§ **ACTIVITY**: A verbatim transcript of the lines below, starting at the first and ending with the one that holds "falls back to", is what should be produced.

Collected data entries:

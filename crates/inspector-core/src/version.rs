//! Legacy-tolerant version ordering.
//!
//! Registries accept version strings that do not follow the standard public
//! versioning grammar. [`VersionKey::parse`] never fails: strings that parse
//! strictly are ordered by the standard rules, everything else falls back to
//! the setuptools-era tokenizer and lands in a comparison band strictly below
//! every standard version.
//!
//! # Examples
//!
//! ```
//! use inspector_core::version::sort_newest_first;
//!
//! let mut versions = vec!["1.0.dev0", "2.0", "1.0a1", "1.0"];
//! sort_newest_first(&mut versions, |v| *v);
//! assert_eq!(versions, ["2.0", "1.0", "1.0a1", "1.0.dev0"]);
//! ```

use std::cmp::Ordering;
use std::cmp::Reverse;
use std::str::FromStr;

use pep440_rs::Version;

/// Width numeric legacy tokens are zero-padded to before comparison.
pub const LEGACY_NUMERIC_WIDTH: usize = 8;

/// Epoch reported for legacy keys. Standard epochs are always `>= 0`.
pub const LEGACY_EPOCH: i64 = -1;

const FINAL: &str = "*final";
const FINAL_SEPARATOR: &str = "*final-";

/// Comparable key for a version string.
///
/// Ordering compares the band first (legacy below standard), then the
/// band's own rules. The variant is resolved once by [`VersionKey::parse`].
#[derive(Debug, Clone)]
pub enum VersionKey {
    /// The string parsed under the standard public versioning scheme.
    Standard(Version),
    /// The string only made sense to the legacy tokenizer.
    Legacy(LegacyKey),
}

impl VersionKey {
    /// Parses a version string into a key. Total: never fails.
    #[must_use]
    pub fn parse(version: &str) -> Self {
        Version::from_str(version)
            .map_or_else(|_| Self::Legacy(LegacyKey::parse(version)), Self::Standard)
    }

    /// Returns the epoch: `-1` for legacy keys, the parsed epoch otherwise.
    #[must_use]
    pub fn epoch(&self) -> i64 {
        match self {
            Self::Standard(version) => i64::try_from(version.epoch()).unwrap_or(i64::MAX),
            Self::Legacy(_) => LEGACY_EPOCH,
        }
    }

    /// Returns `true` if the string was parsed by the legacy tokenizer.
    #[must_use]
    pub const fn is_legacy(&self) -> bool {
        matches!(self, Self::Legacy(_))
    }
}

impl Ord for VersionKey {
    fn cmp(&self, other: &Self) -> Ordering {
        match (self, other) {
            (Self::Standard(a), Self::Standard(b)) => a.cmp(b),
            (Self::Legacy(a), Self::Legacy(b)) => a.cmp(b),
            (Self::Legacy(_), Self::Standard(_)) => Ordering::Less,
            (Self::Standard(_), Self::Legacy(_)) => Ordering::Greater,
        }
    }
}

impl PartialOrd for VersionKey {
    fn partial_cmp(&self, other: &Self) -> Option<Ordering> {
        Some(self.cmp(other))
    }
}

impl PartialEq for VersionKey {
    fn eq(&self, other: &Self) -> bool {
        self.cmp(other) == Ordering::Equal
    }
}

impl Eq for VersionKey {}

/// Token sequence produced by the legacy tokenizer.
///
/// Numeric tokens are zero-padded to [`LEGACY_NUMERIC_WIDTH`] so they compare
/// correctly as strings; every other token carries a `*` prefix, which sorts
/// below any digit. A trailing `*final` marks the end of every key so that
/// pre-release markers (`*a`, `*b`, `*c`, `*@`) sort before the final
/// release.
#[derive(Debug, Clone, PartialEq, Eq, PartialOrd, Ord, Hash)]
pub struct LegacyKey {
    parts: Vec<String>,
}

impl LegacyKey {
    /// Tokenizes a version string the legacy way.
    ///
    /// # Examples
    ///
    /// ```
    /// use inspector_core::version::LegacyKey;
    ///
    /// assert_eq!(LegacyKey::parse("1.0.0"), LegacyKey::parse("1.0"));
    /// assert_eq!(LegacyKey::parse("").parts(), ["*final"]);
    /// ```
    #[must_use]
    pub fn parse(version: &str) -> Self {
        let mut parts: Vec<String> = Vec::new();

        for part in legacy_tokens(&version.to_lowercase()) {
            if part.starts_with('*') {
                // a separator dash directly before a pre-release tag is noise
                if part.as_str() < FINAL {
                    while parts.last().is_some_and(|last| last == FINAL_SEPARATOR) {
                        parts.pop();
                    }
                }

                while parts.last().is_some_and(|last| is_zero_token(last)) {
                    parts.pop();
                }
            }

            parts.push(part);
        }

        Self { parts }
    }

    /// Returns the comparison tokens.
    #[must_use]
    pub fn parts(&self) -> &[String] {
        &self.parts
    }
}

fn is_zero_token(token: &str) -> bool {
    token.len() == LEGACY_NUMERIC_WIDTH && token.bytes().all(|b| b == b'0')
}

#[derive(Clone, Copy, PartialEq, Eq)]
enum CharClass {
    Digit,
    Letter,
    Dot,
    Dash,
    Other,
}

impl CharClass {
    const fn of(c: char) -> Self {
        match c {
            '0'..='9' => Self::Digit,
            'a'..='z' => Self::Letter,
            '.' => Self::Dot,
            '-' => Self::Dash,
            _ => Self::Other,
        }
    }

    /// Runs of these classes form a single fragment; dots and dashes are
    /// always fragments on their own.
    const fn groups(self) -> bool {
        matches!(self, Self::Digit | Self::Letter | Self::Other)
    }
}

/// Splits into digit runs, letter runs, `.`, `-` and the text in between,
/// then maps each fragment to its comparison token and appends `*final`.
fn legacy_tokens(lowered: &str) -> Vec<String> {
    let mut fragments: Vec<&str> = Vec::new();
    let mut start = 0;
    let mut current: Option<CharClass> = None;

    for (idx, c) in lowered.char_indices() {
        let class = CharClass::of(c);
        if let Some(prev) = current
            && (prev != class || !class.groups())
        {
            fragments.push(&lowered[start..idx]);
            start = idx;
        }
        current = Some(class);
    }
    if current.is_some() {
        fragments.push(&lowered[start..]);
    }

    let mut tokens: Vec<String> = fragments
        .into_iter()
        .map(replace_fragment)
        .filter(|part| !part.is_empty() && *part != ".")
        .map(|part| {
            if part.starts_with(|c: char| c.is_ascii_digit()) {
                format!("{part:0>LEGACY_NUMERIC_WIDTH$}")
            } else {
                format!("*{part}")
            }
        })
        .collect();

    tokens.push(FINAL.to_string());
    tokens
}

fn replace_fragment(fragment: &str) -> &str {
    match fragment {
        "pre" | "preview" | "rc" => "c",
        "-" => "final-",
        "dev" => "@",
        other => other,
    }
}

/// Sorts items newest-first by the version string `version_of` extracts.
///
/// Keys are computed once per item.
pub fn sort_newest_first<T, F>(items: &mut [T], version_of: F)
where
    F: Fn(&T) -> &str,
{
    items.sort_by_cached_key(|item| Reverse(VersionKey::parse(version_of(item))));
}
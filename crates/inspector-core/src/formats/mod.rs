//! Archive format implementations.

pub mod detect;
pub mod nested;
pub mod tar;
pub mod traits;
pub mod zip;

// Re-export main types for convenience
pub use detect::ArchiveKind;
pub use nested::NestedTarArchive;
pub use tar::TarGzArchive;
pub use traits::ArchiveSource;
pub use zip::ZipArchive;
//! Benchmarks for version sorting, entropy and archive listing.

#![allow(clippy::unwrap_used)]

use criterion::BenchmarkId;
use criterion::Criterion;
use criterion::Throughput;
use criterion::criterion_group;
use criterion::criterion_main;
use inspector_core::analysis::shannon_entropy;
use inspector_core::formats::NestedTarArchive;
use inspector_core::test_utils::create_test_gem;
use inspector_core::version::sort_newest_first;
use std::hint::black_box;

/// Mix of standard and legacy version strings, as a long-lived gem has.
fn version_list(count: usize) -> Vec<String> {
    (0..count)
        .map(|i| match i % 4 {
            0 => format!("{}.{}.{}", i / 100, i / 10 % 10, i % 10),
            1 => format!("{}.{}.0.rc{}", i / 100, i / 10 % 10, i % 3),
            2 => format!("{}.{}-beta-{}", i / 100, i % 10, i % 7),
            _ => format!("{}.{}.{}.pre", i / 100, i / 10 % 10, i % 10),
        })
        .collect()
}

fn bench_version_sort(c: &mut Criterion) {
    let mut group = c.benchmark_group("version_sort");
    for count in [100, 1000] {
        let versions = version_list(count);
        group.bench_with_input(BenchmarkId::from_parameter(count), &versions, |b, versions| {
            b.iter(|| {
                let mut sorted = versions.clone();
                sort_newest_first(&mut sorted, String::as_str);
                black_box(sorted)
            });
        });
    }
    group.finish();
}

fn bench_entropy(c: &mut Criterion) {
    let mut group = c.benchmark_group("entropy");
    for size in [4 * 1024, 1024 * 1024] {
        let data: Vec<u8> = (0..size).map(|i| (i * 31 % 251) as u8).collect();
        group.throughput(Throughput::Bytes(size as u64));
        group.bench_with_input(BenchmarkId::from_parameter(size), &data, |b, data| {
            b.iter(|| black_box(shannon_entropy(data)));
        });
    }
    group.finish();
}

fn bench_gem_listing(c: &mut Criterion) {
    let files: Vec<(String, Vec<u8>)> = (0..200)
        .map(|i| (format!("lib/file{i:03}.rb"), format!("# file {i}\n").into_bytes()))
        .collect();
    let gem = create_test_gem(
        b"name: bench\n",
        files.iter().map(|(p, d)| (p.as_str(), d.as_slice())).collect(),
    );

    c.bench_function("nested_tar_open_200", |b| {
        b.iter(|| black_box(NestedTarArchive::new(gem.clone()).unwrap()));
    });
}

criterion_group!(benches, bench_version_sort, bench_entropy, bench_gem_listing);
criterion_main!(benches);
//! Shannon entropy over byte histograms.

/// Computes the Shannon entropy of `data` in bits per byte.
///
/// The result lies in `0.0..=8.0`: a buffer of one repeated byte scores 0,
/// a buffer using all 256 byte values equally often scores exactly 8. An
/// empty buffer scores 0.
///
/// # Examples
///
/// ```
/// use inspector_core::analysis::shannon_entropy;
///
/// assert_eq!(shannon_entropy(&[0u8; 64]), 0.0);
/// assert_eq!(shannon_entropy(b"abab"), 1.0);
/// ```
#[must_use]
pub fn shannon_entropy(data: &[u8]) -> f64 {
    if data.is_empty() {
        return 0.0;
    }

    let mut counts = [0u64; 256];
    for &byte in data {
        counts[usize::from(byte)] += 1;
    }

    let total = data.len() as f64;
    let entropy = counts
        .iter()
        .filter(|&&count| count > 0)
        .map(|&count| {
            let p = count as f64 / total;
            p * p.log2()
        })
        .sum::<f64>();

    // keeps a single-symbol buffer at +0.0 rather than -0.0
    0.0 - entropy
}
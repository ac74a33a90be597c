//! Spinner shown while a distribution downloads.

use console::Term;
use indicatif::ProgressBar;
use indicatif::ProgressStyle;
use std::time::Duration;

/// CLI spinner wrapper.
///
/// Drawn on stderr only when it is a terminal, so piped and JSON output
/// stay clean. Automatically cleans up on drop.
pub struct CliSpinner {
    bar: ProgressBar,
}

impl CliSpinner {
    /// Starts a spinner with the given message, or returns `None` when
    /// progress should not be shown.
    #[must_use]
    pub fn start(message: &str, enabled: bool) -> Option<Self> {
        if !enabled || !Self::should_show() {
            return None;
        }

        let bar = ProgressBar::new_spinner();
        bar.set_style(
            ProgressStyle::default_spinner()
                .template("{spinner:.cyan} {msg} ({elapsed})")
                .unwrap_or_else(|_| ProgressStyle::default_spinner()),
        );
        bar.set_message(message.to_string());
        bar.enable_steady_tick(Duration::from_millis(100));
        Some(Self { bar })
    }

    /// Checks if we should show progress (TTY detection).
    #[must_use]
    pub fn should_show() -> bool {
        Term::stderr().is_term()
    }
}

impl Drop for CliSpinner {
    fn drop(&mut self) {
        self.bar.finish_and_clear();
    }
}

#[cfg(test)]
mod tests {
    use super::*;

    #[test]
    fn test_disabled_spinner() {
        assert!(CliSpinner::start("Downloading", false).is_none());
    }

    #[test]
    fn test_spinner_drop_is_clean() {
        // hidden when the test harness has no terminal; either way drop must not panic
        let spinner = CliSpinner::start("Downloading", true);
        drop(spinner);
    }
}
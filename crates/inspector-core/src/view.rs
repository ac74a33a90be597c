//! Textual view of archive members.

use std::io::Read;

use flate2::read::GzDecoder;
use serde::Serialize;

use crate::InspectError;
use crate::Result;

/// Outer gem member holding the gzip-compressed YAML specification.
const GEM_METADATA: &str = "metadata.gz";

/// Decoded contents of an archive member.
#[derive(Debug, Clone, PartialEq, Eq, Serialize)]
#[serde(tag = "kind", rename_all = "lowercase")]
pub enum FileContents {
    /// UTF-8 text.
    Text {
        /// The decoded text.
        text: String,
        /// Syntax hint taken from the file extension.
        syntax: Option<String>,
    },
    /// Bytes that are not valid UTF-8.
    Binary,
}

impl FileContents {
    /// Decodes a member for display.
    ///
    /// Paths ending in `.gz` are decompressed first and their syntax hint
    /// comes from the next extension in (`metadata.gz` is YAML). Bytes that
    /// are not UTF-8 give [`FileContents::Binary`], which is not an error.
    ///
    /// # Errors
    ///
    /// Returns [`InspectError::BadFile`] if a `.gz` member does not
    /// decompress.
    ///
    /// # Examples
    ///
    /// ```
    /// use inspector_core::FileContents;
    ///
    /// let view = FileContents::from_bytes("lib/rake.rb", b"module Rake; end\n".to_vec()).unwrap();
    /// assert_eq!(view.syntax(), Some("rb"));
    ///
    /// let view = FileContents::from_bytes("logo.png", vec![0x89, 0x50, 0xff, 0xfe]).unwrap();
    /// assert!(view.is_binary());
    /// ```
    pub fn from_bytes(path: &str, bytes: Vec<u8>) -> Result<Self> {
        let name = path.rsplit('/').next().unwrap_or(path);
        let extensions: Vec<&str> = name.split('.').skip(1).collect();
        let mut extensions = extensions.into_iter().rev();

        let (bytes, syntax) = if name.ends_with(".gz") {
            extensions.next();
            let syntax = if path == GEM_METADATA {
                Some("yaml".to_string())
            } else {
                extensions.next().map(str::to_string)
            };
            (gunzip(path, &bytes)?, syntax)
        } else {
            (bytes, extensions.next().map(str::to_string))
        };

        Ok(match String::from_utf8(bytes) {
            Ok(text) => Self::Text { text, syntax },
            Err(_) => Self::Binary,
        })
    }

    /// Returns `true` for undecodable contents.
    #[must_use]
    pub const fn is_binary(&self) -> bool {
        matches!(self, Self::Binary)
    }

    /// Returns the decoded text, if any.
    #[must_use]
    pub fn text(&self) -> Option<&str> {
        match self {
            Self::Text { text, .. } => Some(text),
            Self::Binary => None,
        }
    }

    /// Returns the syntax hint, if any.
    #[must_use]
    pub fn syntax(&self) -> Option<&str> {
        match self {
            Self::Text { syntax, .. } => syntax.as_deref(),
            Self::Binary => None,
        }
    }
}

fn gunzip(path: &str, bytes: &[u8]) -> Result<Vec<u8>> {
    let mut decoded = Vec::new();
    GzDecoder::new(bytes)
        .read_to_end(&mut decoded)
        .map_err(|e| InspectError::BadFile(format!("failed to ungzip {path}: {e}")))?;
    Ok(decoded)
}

§ **ANSWER SPACE**:
filename crates/inspector-core/src/version.rs
//! Legacy-tolerant version ordering.
//!
//! Registries accept version strings that do not follow the standard public
//! versioning grammar. [`VersionKey::parse`] never fails: strings that parse
//! strictly are ordered by the standard rules, everything else falls back to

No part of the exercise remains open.